The challenge of condensing Robert Littell’s nearly-900-page novel, combined with some unfortunate casting choices, ultimately defeats “The Company” — a handsome six-hour limited series that meticulously pores over the same spy-counterspy Cold War stones as recent feature “The Good Shepherd.” A historical fiction spanning 40 years, the narrative lurches through the first two hours, incorporates more action (without adding much enlightenment) in the second chapter and finally races to knot its loose ends in the finale. Credit TNT with a nice try, but this uninvolving CIA chronicle does little to merit such a prominent tour of duty.
There’s no nice way to state the obvious — that despite the creative stamp of producers Ridley Scott, Tony Scott and John Calley, stars Chris O’Donnell, Alfred Molina and Michael Keaton simply don’t work in their roles, obscuring the solid supporting work, especially by Tom Hollander.
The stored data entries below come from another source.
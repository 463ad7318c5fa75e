/*
 * Copyright (c) 2023.
 *
 * This software is free software;
 *
 * You can redistribute it or modify it under terms of the MIT, Apache License or Zlib license
 */

use alloc::vec;
use alloc::vec::Vec;

use zune_core::log::{trace, warn};
use zune_core::options::DecoderOptions;

use crate::bitpack::{NibbleReader, ThumbHashHeader};
use crate::color::{lpq_to_rgb, unit_to_u8};
use crate::constants::{A_GRID, PQ_GRID, PQ_SATURATION_BOOST};
use crate::dct::{accumulate_ac, cosine_table, CosineTable};
use crate::errors::ThumbHashDecodeErrors;

/// Returns true if the bytes look like a complete thumbhash
///
/// This only confirms the hash is as long as its header says,
/// any 5+ byte sequence has a valid header.
pub fn probe_thumbhash(hash: &[u8]) -> bool {
    match ThumbHashHeader::parse(hash) {
        Ok(header) => header.hash_length() == hash.len(),
        Err(_) => false
    }
}

/// Average color of the image a hash was made from
///
/// Only header bytes are read, nothing is decoded.
///
/// # Returns
/// `[r, g, b, a]`, each in `0..=1`, alpha is `1.0` for hashes without an alpha channel
///
/// # Errors
/// If the hash is shorter than its header
pub fn average_color(hash: &[u8]) -> Result<[f32; 4], ThumbHashDecodeErrors> {
    Ok(ThumbHashHeader::parse(hash)?.average_color())
}

/// Approximate aspect ratio (`width / height`) of the image a hash was made from
///
/// Only header bytes are read, nothing is decoded.
pub fn aspect_ratio(hash: &[u8]) -> Result<f32, ThumbHashDecodeErrors> {
    Ok(ThumbHashHeader::parse(hash)?.aspect_ratio())
}

/// A ThumbHash decoder
///
/// Reconstructs a small RGBA placeholder from a hash, the longer side of
/// the output is always 32 pixels and the shorter side follows the
/// aspect ratio stored in the hash.
///
/// # Example
/// ```
/// use zune_core::colorspace::ColorSpace;
/// use zune_thumbhash::{ThumbHashDecoder, ThumbHashEncoder};
///
/// let pixels = [200_u8; 8 * 6 * 4];
/// let hash = ThumbHashEncoder::new(&pixels, 8, 6, ColorSpace::RGBA).encode().unwrap();
///
/// let mut decoder = ThumbHashDecoder::new(&hash);
/// let placeholder = decoder.decode().unwrap();
/// let (width, height) = decoder.dimensions().unwrap();
///
/// assert_eq!(placeholder.len(), width * height * 4);
/// ```
pub struct ThumbHashDecoder<'a> {
    hash:            &'a [u8],
    header:          Option<ThumbHashHeader>,
    width:           usize,
    height:          usize,
    decoded_headers: bool,
    options:         DecoderOptions
}

impl<'a> ThumbHashDecoder<'a> {
    /// Create a new decoder with the default options
    ///
    /// # Arguments
    /// - `hash`: The hash bytes
    pub fn new(hash: &'a [u8]) -> ThumbHashDecoder<'a> {
        ThumbHashDecoder::new_with_options(hash, DecoderOptions::default())
    }

    /// Create a new decoder that obeys specified restrictions
    ///
    /// Respected options
    /// - `max_width` and `max_height`: Refuse hashes whose placeholder is larger
    /// - `strict_mode`: Refuse hashes with bytes past the ones the header describes
    ///
    /// # Example
    /// ```
    /// use zune_core::options::DecoderOptions;
    /// use zune_thumbhash::ThumbHashDecoder;
    ///
    /// let options = DecoderOptions::default().set_strict_mode(true);
    /// let mut decoder = ThumbHashDecoder::new_with_options(&[0; 30], options);
    /// assert!(decoder.decode_headers().is_err());
    /// ```
    pub fn new_with_options(hash: &'a [u8], options: DecoderOptions) -> ThumbHashDecoder<'a> {
        ThumbHashDecoder {
            hash,
            header: None,
            width: 0,
            height: 0,
            decoded_headers: false,
            options
        }
    }

    /// Parse and validate the hash header
    ///
    /// After this the dimensions and header fields are available.
    ///
    /// # Errors
    /// - The hash is shorter than 5 bytes (6 with alpha)
    /// - The hash is shorter than the AC terms the header describes
    /// - The hash is longer than the header describes and strict mode is on
    /// - The output dimensions exceed the configured limits
    pub fn decode_headers(&mut self) -> Result<(), ThumbHashDecodeErrors> {
        let header = ThumbHashHeader::parse(self.hash)?;

        let expected = header.hash_length();

        if self.hash.len() < expected {
            return Err(ThumbHashDecodeErrors::TooShortHash(
                expected,
                self.hash.len()
            ));
        }
        if self.hash.len() > expected {
            if self.options.strict_mode() {
                return Err(ThumbHashDecodeErrors::TrailingBytes(
                    expected,
                    self.hash.len()
                ));
            }
            warn!(
                "Hash has {} bytes but header describes {expected}, ignoring the rest",
                self.hash.len()
            );
        }

        let (width, height) = header.dimensions();

        if width > self.options.max_width() {
            return Err(ThumbHashDecodeErrors::TooLargeDimensions(
                "width",
                self.options.max_width(),
                width
            ));
        }
        if height > self.options.max_height() {
            return Err(ThumbHashDecodeErrors::TooLargeDimensions(
                "height",
                self.options.max_height(),
                height
            ));
        }

        trace!("Header: {:?}", header);
        trace!("Image width: {:?}", width);
        trace!("Image height: {:?}", height);

        self.header = Some(header);
        self.width = width;
        self.height = height;
        self.decoded_headers = true;

        Ok(())
    }

    /// Average color of the source image, see [`average_color`]
    pub fn average_color(&self) -> Result<[f32; 4], ThumbHashDecodeErrors> {
        average_color(self.hash)
    }

    /// Aspect ratio of the source image, see [`aspect_ratio`]
    pub fn aspect_ratio(&self) -> Result<f32, ThumbHashDecodeErrors> {
        aspect_ratio(self.hash)
    }

    /// Parsed header fields, or `None` if headers were not decoded
    pub fn header(&self) -> Option<ThumbHashHeader> {
        self.header
    }

    /// Get the width and height of the placeholder
    ///
    /// # Returns
    /// - `Some((width, height))`
    /// - `None`: Indicates the headers weren't decoded
    pub const fn dimensions(&self) -> Option<(usize, usize)> {
        if self.decoded_headers {
            return Some((self.width, self.height));
        }
        None
    }

    /// Return the number of bytes required to hold the placeholder
    ///
    /// # Returns
    ///  - `Some(usize)`: Minimum size for a buffer needed to decode the image
    ///  - `None`: Indicates the headers weren't decoded.
    pub const fn output_buffer_size(&self) -> Option<usize> {
        if self.decoded_headers {
            return Some(self.width * self.height * 4);
        }
        None
    }

    /// Decode the hash, returning RGBA pixels (not premultiplied)
    ///
    /// Dimensions are accessible afterwards via [`dimensions`](Self::dimensions)
    pub fn decode(&mut self) -> Result<Vec<u8>, ThumbHashDecodeErrors> {
        if !self.decoded_headers {
            self.decode_headers()?;
        }
        let mut output = vec![0; self.width * self.height * 4];

        self.decode_into(&mut output)?;

        Ok(output)
    }

    /// Decode the hash and store RGBA pixels into the output buffer
    ///
    /// Returns an error if the buffer cannot hold the placeholder,
    /// only the first `width*height*4` bytes are written.
    pub fn decode_into(&mut self, pixels: &mut [u8]) -> Result<(), ThumbHashDecodeErrors> {
        if !self.decoded_headers {
            self.decode_headers()?;
        }
        let header = self
            .header
            .ok_or(ThumbHashDecodeErrors::GenericStatic("Headers not decoded"))?;

        let (w, h) = (self.width, self.height);
        let size = w * h * 4;

        if pixels.len() < size {
            return Err(ThumbHashDecodeErrors::TooSmallOutput(size, pixels.len()));
        }

        let has_alpha = header.has_alpha;
        let (lx, ly) = header.luma_grid();

        let mut reader = NibbleReader::new(self.hash, header.header_size());

        let l_ac = reader.read_channel(lx, ly, header.l_scale);
        let p_ac = reader.read_channel(PQ_GRID, PQ_GRID, header.p_scale * PQ_SATURATION_BOOST);
        let q_ac = reader.read_channel(PQ_GRID, PQ_GRID, header.q_scale * PQ_SATURATION_BOOST);
        let a_ac = if has_alpha {
            reader.read_channel(A_GRID, A_GRID, header.a_scale)
        } else {
            Vec::new()
        };

        let min_grid = if has_alpha { A_GRID } else { PQ_GRID };
        let x_frequencies = lx.max(min_grid);
        let y_frequencies = ly.max(min_grid);

        let columns: Vec<CosineTable> = (0..w)
            .map(|x| cosine_table(w, x, x_frequencies))
            .collect();

        for (y, row) in pixels[..size].chunks_exact_mut(w * 4).enumerate() {
            let fy = cosine_table(h, y, y_frequencies);

            for (fx, pix) in columns.iter().zip(row.chunks_exact_mut(4)) {
                let l = header.l_dc + accumulate_ac(&l_ac, lx, ly, fx, &fy);
                let p = header.p_dc + accumulate_ac(&p_ac, PQ_GRID, PQ_GRID, fx, &fy);
                let q = header.q_dc + accumulate_ac(&q_ac, PQ_GRID, PQ_GRID, fx, &fy);

                let mut a = header.a_dc;

                if has_alpha {
                    a += accumulate_ac(&a_ac, A_GRID, A_GRID, fx, &fy);
                }
                let [r, g, b] = lpq_to_rgb(l, p, q);

                pix[0] = unit_to_u8(r);
                pix[1] = unit_to_u8(g);
                pix[2] = unit_to_u8(b);
                pix[3] = unit_to_u8(a);
            }
        }
        Ok(())
    }
}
Front and center as Jack McAuliffe, a Yale grad recruited right out of college into the CIA, O’Donnell looks too old at the outset and too young at the end. In between, he’s a rather passive, whiny witness to history — albeit one who keeps finding himself in the middle of major events, from the 1956 Hungarian uprising to the Bay of Pigs.
McAuliffe receives lessons about the spy game from the Sorcerer (Molina), who guides him through an assignment in postwar Berlin as the cat-and-mouse game with the KGB begins. Meanwhile, the Soviets place their own operative (Rory Cochrane) in the U.S., where he instructs an unseen mole within the Western agencies under the orders of the Russian spymaster Starik (Ulrich Thomsen).
Despite warnings about getting involved, McAuliffe does precisely that with a pretty ballerina (Alexandra Maria Lara) who leaks him information, while efforts to expose the mole are thwarted by the officious James Angleton, aka Mother (Keaton), who has close ties to an MI6 agent played by Hollander.
“You can woo her, you can screw her… but don’t fall in love with her,” the Sorcerer counsels McAuliffe, reflecting some of the clunkier dialogue.
In part two, McAuliffe is on hand as the Hungarians rebel against the Soviets — waiting for help from America that never comes — while bringing him into contact with another pretty local (Natascha McElhone) drawn into the conflict. The action then switches to efforts to topple Fidel Castro and the fiasco at the Bay of Pigs, leaping forward in the last night to identify the mole even as the Soviet Union begins unraveling.
Director Mikael Salomon (“Band of Brothers”) and writer Ken Nolan (“Black Hawk Down”) clearly try to hit the high points of Littell’s book. Still, the globetrotting plots — Berlin, Moscow, D.C., Tel Aviv — and bursts of bloody action in hours three and four don’t offset the sluggish pace in the early going.
Some of the Boris-and-Natasha accents are risible, but the real failings are at the forefront, from Molina’s distracting Nixonian makeup to Keaton’s overly mannered performance as the obsessive bureaucrat; he often sounds as if he’s channeling “Underdog’s” Simon Bar Sinister.
Lost in translation, meanwhile, is a guiding point of view, since the CIA’s screw-ups make it harder to grasp its role in the Soviet system’s implosion — a question addressed at best only obliquely at the end.
“The Company” does cast light on the ambiguity of espionage and the uncertainty of war when waged in the shadows. It is also, ultimately, a rather reassuring message for our present times, inasmuch as the “good guys,” for all their failings, somehow manage to emerge victorious.